Sanders now opposes sending U.S. ground troops to Syria and warns of a potential quagmire. There are already roughly 6,000 Americans involved in the fighting in Iraq and Syria and most of the leading presidential candidates are calling for more. Sanders also opposes the proposed “no-fly-zone” in Syria which many experts feel would endanger civilians while risking a direct conflict with Russia that could spiral out of control.

Sanders supports a truly diplomacy-first foreign policy

Sanders is not afraid to take bold positions on behalf of diplomacy and conflict resolution. He was a vocal and visible leader in the debate about the Iran nuclear deal and forcefully rebutted the deal’s critics like Benjamin Netanyahu. Now, like President Obama, he wants to build on the Iran deal to help reduce tensions in the Middle East. Recently, when Sanders expressed cautious optimism about normalized relations with Iran he was immediately pounced on by opponents as naive  —  despite the fact that allies like Canada and Europe are eagerly moving towards economic and diplomatic normalization with Iran. We need someone who can seize and sustain diplomatic openings.

Sanders has articulated a much more cautious approach to regime change and military intervention than the other leading candidates for president. In the run up to the Gulf War (1991) and the Iraq War (2002) he pushed for a diplomatic resolution. He is also resisting the growing saber rattling and talk of a new Cold War by some U.S. and Russian politicians. Sanders instead calls for a diplomatic approach to the conflict in Eastern Europe.

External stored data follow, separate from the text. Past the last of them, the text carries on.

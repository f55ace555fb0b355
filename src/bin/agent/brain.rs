use anyhow::{Result, anyhow};
use async_trait::async_trait;
use pagepilot::OracleError;
use pagepilot::oracle::{AnswerContext, CompletionQuery, Oracle, PageContext};
use pagepilot::skills::SkillEntry;
use pagepilot::types::PageSchema;
use reqwest::Client;
use serde::Serialize;
use serde_json::{Value, json};
use tracing::{debug, warn};

const DEFAULT_MODEL: &str = "gpt-4o-mini";
const DEFAULT_BASE_URL: &str = "https://api.openai.com/v1";

const GOAL_PROMPT: &str = r#"You turn a browsing request into a goal outline.
Reply with ONLY a JSON object:
{"goal":"...","steps":["..."],"successCriteria":["..."],"questions":[]}
Only add questions when the request cannot be attempted without an answer."#;

const CHECK_PROMPT: &str = r#"You judge whether a browsing goal is satisfied by the current page.
Reply with ONLY a JSON object:
{"completed":true|false,"response":"message for the user","needsUserInput":false,"question":null,"evidence":"what on the page shows it","confidence":0.0}
Judge against the success criteria when given. Ask a question only when the user must decide something."#;

const BROWSING_PROMPT: &str = r#"You choose the next browsing action toward a goal.
Reply with ONLY a JSON object {"actions":[...],"response":"optional text"} where each action is one of:
- {"type":"open_url","url":"https://...","inNewTab":false}
- {"type":"search","query":"..."}
- {"type":"suggest_sites","suggestions":[{"title":"...","url":"...","reason":"..."}]}
- {"type":"page_actions","plan":{"actions":[{"type":"click|type|select|scroll|press|focus","selector":"css","text":"...","value":"...","key":"Enter","by":400,"to":"bottom"}]}}
Prefer page_actions on the current page when it is relevant. Use selectors from the schema."#;

const PAGE_ACTIONS_PROMPT: &str = r#"You plan DOM actions for the current page.
Reply with ONLY a JSON object {"actions":[{"type":"click|type|select|scroll|press|focus","selector":"css",...}],"notes":"..."}.
Use only selectors present in the schema."#;

const REFINE_PROMPT: &str = r#"You generalise a recorded browser skill into a reusable procedure.
Reply with ONLY a JSON object:
{"generalizedTrigger":"...","algorithm":["..."],"tree":[{"condition":"...","action":"...","children":[]}],"reusableSubpaths":["..."]}"#;

const ANSWER_PROMPT: &str = r#"You answer the user's request from the page content given.
Reply with plain text, concise, citing what the page says."#;

/// OpenAI-compatible chat-completions client behind the [`Oracle`] endpoints.
pub struct OpenAiOracle {
    client: Client,
    api_key: String,
    model: String,
    base_url: String,
}

impl OpenAiOracle {
    pub fn from_env() -> Result<Self> {
        let api_key = std::env::var("OPENAI_API_KEY")
            .map_err(|_| anyhow!("OPENAI_API_KEY not set in environment"))?;
        let model = std::env::var("OPENAI_MODEL").unwrap_or_else(|_| DEFAULT_MODEL.to_string());
        let base_url = std::env::var("OPENAI_BASE_URL")
            .unwrap_or_else(|_| DEFAULT_BASE_URL.to_string())
            .trim_end_matches('/')
            .to_string();
        Ok(Self {
            client: Client::new(),
            api_key,
            model,
            base_url,
        })
    }

    pub fn model(&self) -> &str {
        &self.model
    }

    async fn complete(
        &self,
        endpoint: &'static str,
        system: &str,
        user: String,
    ) -> Result<String, OracleError> {
        let response = self
            .client
            .post(format!("{}/chat/completions", self.base_url))
            .header("Authorization", format!("Bearer {}", self.api_key))
            .json(&json!({
                "model": self.model,
                "messages": [
                    {"role": "system", "content": system},
                    {"role": "user", "content": user},
                ],
                "temperature": 0.2,
            }))
            .send()
            .await
            .map_err(|e| OracleError::Unavailable(e.to_string()))?;

        let status = response.status();
        let body: Value = response
            .json()
            .await
            .map_err(|e| OracleError::Unavailable(e.to_string()))?;

        if !status.is_success() {
            let message = body["error"]["message"]
                .as_str()
                .unwrap_or("Unknown API error")
                .to_string();
            warn!(endpoint, %status, %message, "oracle api error");
            return Err(OracleError::Api {
                status: status.as_u16(),
                message,
            });
        }

        let content = body["choices"][0]["message"]["content"]
            .as_str()
            .map(str::trim)
            .filter(|c| !c.is_empty())
            .ok_or(OracleError::Empty)?;
        debug!(endpoint, reply = %content, "oracle replied");
        Ok(content.to_string())
    }
}

fn to_json<T: Serialize>(value: &T) -> String {
    serde_json::to_string_pretty(value).unwrap_or_default()
}

#[async_trait]
impl Oracle for OpenAiOracle {
    async fn plan_goal(&self, request: &str) -> Result<String, OracleError> {
        self.complete("plan_goal", GOAL_PROMPT, format!("Request: {request}"))
            .await
    }

    async fn check_goal_completion(&self, query: &CompletionQuery) -> Result<String, OracleError> {
        self.complete("check_goal_completion", CHECK_PROMPT, to_json(query))
            .await
    }

    async fn plan_browsing_action(
        &self,
        request: &str,
        context: &PageContext,
    ) -> Result<String, OracleError> {
        let user = format!("Request: {request}\n\nContext:\n{}", to_json(context));
        self.complete("plan_browsing_action", BROWSING_PROMPT, user)
            .await
    }

    async fn plan_page_actions(
        &self,
        request: &str,
        schema: &PageSchema,
    ) -> Result<String, OracleError> {
        let user = format!("Request: {request}\n\nPage schema:\n{}", to_json(schema));
        self.complete("plan_page_actions", PAGE_ACTIONS_PROMPT, user)
            .await
    }

    async fn refine_skill(&self, entry: &SkillEntry) -> Result<String, OracleError> {
        self.complete("refine_skill", REFINE_PROMPT, to_json(entry))
            .await
    }

    async fn answer(&self, request: &str, context: &AnswerContext) -> Result<String, OracleError> {
        let user = format!("Request: {request}\n\nPage:\n{}", to_json(context));
        self.complete("answer", ANSWER_PROMPT, user).await
    }
}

Sanders’s campaign is also making a critical strategic point that the country needs to hear: If the military fight against extremism in the Middle East continues to be led by the U.S., the extremists’ recruitment narrative  —  and thereby their lasting power  —  is strengthened. In the long run that makes us all less safe. Most experts agree that only political and diplomatic solutions can bring stability to Iraq, Syria and Libya. But Sanders is the rare elected official willing to resist the climate of fear that leads to band-aid military tactics. He instead champions the tools that can really keep us safer.

Sanders is taking on Pentagon bloat

Bernie Sanders is one of the leading voices in Congress in the fight against wasteful Pentagon spending. He has opposed the special war-funding account that is being used as a “slush fund” for the Pentagon. He’s repeatedly pointed out that the Pentagon’s out of control spending is based on Cold War era military thinking and weapons systems. Sanders also points out that the Pentagon budget is so mismanaged that the Pentagon is unable to say where they actually spend all their money.

Sanders knows that diplomacy, humanitarian aid, and economic development are often more effective security building tools than military intervention. He’s pushed to reform security spending by cutting wasteful Pentagon weapons systems and foreign arms transfers to increase spending for programs that work to prevent conflict and build stability.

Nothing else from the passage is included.